┌──
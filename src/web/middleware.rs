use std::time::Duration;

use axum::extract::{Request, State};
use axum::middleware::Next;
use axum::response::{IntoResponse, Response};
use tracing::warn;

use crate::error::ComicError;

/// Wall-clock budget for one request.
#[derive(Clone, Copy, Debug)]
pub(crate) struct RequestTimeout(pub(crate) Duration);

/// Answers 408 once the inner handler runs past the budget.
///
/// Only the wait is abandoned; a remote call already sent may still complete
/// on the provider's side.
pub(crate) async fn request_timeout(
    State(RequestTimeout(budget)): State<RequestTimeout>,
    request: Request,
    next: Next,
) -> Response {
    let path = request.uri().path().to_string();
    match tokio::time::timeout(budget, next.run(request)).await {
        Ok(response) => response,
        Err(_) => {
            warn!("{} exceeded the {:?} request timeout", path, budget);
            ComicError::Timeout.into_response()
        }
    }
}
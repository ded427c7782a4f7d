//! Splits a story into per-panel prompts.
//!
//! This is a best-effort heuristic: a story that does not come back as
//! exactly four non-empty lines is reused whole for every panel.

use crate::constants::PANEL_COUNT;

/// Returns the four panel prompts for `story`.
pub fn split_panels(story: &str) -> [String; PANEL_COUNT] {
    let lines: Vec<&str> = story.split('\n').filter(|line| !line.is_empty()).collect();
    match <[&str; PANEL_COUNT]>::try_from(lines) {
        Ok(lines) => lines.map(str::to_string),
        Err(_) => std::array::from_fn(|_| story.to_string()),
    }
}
└──
┌──
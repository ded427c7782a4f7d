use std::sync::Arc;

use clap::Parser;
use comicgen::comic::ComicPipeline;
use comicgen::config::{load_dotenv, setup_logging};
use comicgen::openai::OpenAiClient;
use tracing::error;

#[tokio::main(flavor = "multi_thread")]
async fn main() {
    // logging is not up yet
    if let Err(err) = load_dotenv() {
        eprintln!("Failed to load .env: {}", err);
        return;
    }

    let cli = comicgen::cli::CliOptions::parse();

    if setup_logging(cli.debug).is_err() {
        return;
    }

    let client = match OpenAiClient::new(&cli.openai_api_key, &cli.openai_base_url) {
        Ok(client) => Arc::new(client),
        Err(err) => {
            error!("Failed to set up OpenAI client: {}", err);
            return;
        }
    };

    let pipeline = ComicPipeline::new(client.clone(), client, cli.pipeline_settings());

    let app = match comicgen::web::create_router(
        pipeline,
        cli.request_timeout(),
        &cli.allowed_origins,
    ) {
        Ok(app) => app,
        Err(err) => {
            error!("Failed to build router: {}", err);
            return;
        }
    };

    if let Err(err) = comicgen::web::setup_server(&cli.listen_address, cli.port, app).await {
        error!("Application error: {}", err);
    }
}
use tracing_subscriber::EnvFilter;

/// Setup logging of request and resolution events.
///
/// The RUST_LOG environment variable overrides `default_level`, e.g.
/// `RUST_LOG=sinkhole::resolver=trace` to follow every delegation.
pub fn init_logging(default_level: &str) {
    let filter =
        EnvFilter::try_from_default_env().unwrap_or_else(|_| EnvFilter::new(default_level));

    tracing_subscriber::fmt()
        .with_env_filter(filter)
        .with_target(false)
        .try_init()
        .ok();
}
└──
┌──
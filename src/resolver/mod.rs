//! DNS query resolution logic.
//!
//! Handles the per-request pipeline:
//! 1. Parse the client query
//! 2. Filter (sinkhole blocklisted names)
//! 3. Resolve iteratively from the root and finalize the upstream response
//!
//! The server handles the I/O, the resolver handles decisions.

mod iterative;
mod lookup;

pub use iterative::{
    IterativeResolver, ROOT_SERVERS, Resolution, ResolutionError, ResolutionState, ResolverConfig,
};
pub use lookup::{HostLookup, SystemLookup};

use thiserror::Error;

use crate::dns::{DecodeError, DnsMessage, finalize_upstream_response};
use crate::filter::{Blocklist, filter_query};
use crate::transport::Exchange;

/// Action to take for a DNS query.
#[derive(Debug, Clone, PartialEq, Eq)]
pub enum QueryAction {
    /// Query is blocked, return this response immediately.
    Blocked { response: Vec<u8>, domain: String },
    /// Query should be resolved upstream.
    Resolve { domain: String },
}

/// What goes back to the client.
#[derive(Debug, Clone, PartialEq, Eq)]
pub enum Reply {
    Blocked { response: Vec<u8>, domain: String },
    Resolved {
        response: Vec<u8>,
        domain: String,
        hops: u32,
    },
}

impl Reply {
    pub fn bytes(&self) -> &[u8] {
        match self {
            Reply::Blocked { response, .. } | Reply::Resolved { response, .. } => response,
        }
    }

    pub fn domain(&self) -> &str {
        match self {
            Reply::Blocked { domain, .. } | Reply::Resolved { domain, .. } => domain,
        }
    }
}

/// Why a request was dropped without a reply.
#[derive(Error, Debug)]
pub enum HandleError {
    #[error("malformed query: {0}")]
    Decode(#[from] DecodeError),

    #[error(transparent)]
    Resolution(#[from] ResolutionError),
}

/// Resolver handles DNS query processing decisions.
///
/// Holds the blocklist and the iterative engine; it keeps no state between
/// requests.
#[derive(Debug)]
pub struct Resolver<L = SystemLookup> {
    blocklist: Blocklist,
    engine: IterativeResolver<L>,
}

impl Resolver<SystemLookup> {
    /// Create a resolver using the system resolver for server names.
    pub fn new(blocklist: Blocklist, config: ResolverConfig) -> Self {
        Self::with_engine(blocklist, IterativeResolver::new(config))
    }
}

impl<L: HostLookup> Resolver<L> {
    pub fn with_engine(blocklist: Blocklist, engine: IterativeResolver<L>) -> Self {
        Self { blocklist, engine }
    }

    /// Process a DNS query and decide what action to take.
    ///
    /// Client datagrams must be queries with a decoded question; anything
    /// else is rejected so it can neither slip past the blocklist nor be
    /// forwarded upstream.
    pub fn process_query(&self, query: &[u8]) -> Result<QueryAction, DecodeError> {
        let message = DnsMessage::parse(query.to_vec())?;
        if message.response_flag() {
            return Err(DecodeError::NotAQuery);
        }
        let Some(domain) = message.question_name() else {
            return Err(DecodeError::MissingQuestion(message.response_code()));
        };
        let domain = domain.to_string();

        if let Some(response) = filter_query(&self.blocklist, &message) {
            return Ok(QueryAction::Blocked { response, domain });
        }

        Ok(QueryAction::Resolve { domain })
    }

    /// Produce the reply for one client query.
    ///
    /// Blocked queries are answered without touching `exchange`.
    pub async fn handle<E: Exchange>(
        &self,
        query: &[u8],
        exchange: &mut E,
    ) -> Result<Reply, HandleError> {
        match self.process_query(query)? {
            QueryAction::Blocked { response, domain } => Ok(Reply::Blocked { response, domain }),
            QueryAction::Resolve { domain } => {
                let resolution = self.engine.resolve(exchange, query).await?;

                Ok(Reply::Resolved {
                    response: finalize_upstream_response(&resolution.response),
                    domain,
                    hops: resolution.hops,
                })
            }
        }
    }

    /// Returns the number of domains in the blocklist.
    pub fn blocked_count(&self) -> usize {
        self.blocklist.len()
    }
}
└──
### Your objective
Select and copy every line from the records that includes the word "IterativeResolver".

### Written answer
    IterativeResolver, ROOT_SERVERS, Resolution, ResolutionError, ResolutionState, ResolverConfig,
    engine: IterativeResolver<L>,
        Self::with_engine(blocklist, IterativeResolver::new(config))
    pub fn with_engine(blocklist: Blocklist, engine: IterativeResolver<L>) -> Self {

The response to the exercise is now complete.